───── Input data

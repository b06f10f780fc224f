use anyhow::Result;
use std::fs::OpenOptions;
use std::path::Path;
use std::sync::Mutex;
use tracing_subscriber::{EnvFilter, layer::SubscriberExt, util::SubscriberInitExt};

pub const DEFAULT_LEVEL: &str = "warn";

/// Where log lines go.
pub enum LogSink<'a> {
    Stderr,
    /// Append to a file; used while the dashboard owns the terminal
    File(&'a Path),
    Discard,
}

/// Install the global subscriber. `RUST_LOG` wins over `level` when set.
pub fn init(level: &str, sink: LogSink<'_>) -> Result<()> {
    let filter = EnvFilter::try_from_default_env().unwrap_or_else(|_| EnvFilter::new(level));

    match sink {
        LogSink::Stderr => {
            tracing_subscriber::registry()
                .with(filter)
                .with(
                    tracing_subscriber::fmt::layer()
                        .with_writer(std::io::stderr)
                        .with_target(false),
                )
                .try_init()?;
        }
        LogSink::File(path) => {
            if let Some(parent) = path.parent() {
                std::fs::create_dir_all(parent)?;
            }
            let file = OpenOptions::new().create(true).append(true).open(path)?;
            tracing_subscriber::registry()
                .with(filter)
                .with(
                    tracing_subscriber::fmt::layer()
                        .with_writer(Mutex::new(file))
                        .with_ansi(false),
                )
                .try_init()?;
        }
        LogSink::Discard => {}
    }

    Ok(())
}

/// `--log-level` beats the config file, which beats the default.
pub fn resolve_level(cli_level: Option<String>, config_level: Option<&str>) -> String {
    cli_level
        .or_else(|| config_level.map(str::to_string))
        .unwrap_or_else(|| DEFAULT_LEVEL.to_string())
}

#[cfg(test)]
mod tests {
    use super::*;

    #[test]
    fn test_level_precedence() {
        assert_eq!(
            resolve_level(Some("debug".to_string()), Some("info")),
            "debug"
        );
        assert_eq!(resolve_level(None, Some("info")), "info");
        assert_eq!(resolve_level(None, None), DEFAULT_LEVEL);
    }
}
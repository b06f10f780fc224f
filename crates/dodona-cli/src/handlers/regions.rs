use crate::handlers::HandlerContext;
use crate::presentation::presenters::command;
use anyhow::Result;
use dodona_runtime::Dashboard;

pub fn handle(dashboard: &Dashboard, ctx: &HandlerContext) -> Result<()> {
    ctx.render(command::regions_result(dashboard.data(), &dashboard.views()))
}
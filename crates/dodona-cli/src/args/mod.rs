mod commands;
mod common;
mod enums;
pub mod hints;

pub use commands::*;
pub use common::*;
pub use enums::*;

use clap::Parser;

#[derive(Parser)]
#[command(name = "dodona")]
#[command(
    about = "Explore the Thessalian-dialect inscriptions of the Dodona oracle corpus",
    long_about = None
)]
#[command(version)]
pub struct Cli {
    #[arg(long, default_value = "plain", global = true)]
    pub format: OutputFormat,

    #[arg(long, global = true, help = "Log level (overrides the config file)")]
    pub log_level: Option<LogLevel>,

    #[arg(long, global = true, help = "Path to the config file")]
    pub config: Option<String>,

    #[arg(long, global = true, help = "Disable colored output")]
    pub no_color: bool,

    #[command(subcommand)]
    pub command: Option<Commands>,
}
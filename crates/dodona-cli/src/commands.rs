use super::args::{Cli, Commands, ConfigCommand, OutputFormat, ViewModeArgs};
use super::handlers::{self, HandlerContext};
use super::logging::{self, LogSink};
use anyhow::Result;
use dodona_runtime::{Config, Dashboard, resolve_config_path};
use is_terminal::IsTerminal;

pub fn run(cli: Cli) -> Result<()> {
    let config_path = resolve_config_path(cli.config.as_deref())?;
    let config = Config::load_from(&config_path)?;

    let command = cli.command.unwrap_or(Commands::Dashboard { tab: None });

    let level = logging::resolve_level(
        cli.log_level.map(|l| l.to_string()),
        config.log_level.as_deref(),
    );
    let sink = match (&command, &config.log_file) {
        (Commands::Dashboard { .. }, Some(path)) => LogSink::File(path.as_path()),
        (Commands::Dashboard { .. }, None) => LogSink::Discard,
        _ => LogSink::Stderr,
    };
    logging::init(&level, sink)?;
    tracing::debug!(path = %config_path.display(), "configuration loaded");

    let color = !cli.no_color
        && config.color
        && cli.format == OutputFormat::Plain
        && std::io::stdout().is_terminal();
    let ctx = |view_mode: &ViewModeArgs| HandlerContext::new(cli.format, view_mode, color);
    let default_mode = ViewModeArgs::default();

    match command {
        Commands::Dashboard { tab } => {
            let mut dashboard = Dashboard::open(&config)?;
            if let Some(tab) = tab {
                dashboard.set_active_tab(tab.into());
            }
            handlers::dashboard::handle(dashboard, &config)
        }

        Commands::Summary => {
            let dashboard = Dashboard::open(&config)?;
            handlers::summary::handle(&dashboard, &ctx(&default_mode))
        }

        Commands::Regions { view_mode } => {
            let dashboard = Dashboard::open(&config)?;
            handlers::regions::handle(&dashboard, &ctx(&view_mode))
        }

        Commands::Region { id } => {
            let dashboard = Dashboard::open(&config)?;
            handlers::region::handle(&dashboard, id.into(), &ctx(&default_mode))
        }

        Commands::Profile { view_mode } => {
            let dashboard = Dashboard::open(&config)?;
            handlers::profile::handle(&dashboard, &ctx(&view_mode))
        }

        Commands::Vowels {
            category,
            view_mode,
        } => {
            let dashboard = Dashboard::open(&config)?;
            handlers::vowels::handle(&dashboard, category.map(Into::into), &ctx(&view_mode))
        }

        Commands::Inscriptions {
            category,
            region,
            export,
            view_mode,
        } => {
            let dashboard = Dashboard::open(&config)?;
            handlers::inscriptions::handle(
                &dashboard,
                category.map(Into::into),
                region.map(Into::into),
                export,
                &ctx(&view_mode),
            )
        }

        // Reports issues instead of refusing to start on them.
        Commands::Validate => handlers::validate::handle(&ctx(&default_mode)),

        Commands::Config { command } => match command {
            ConfigCommand::Show => {
                handlers::config::show(&config_path, &config, &ctx(&default_mode))
            }
            ConfigCommand::Path => handlers::config::path(&config_path, &ctx(&default_mode)),
            ConfigCommand::Init { force } => {
                handlers::config::init(&config_path, force, &ctx(&default_mode))
            }
        },
    }
}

──────────

* [Work instruction] Please copy each line of the records above in which the word "HandlerContext" can be found.

* [Solution below]
use crate::handlers::HandlerContext;
pub fn handle(dashboard: &Dashboard, ctx: &HandlerContext) -> Result<()> {
use super::handlers::{self, HandlerContext};
    let ctx = |view_mode: &ViewModeArgs| HandlerContext::new(cli.format, view_mode, color);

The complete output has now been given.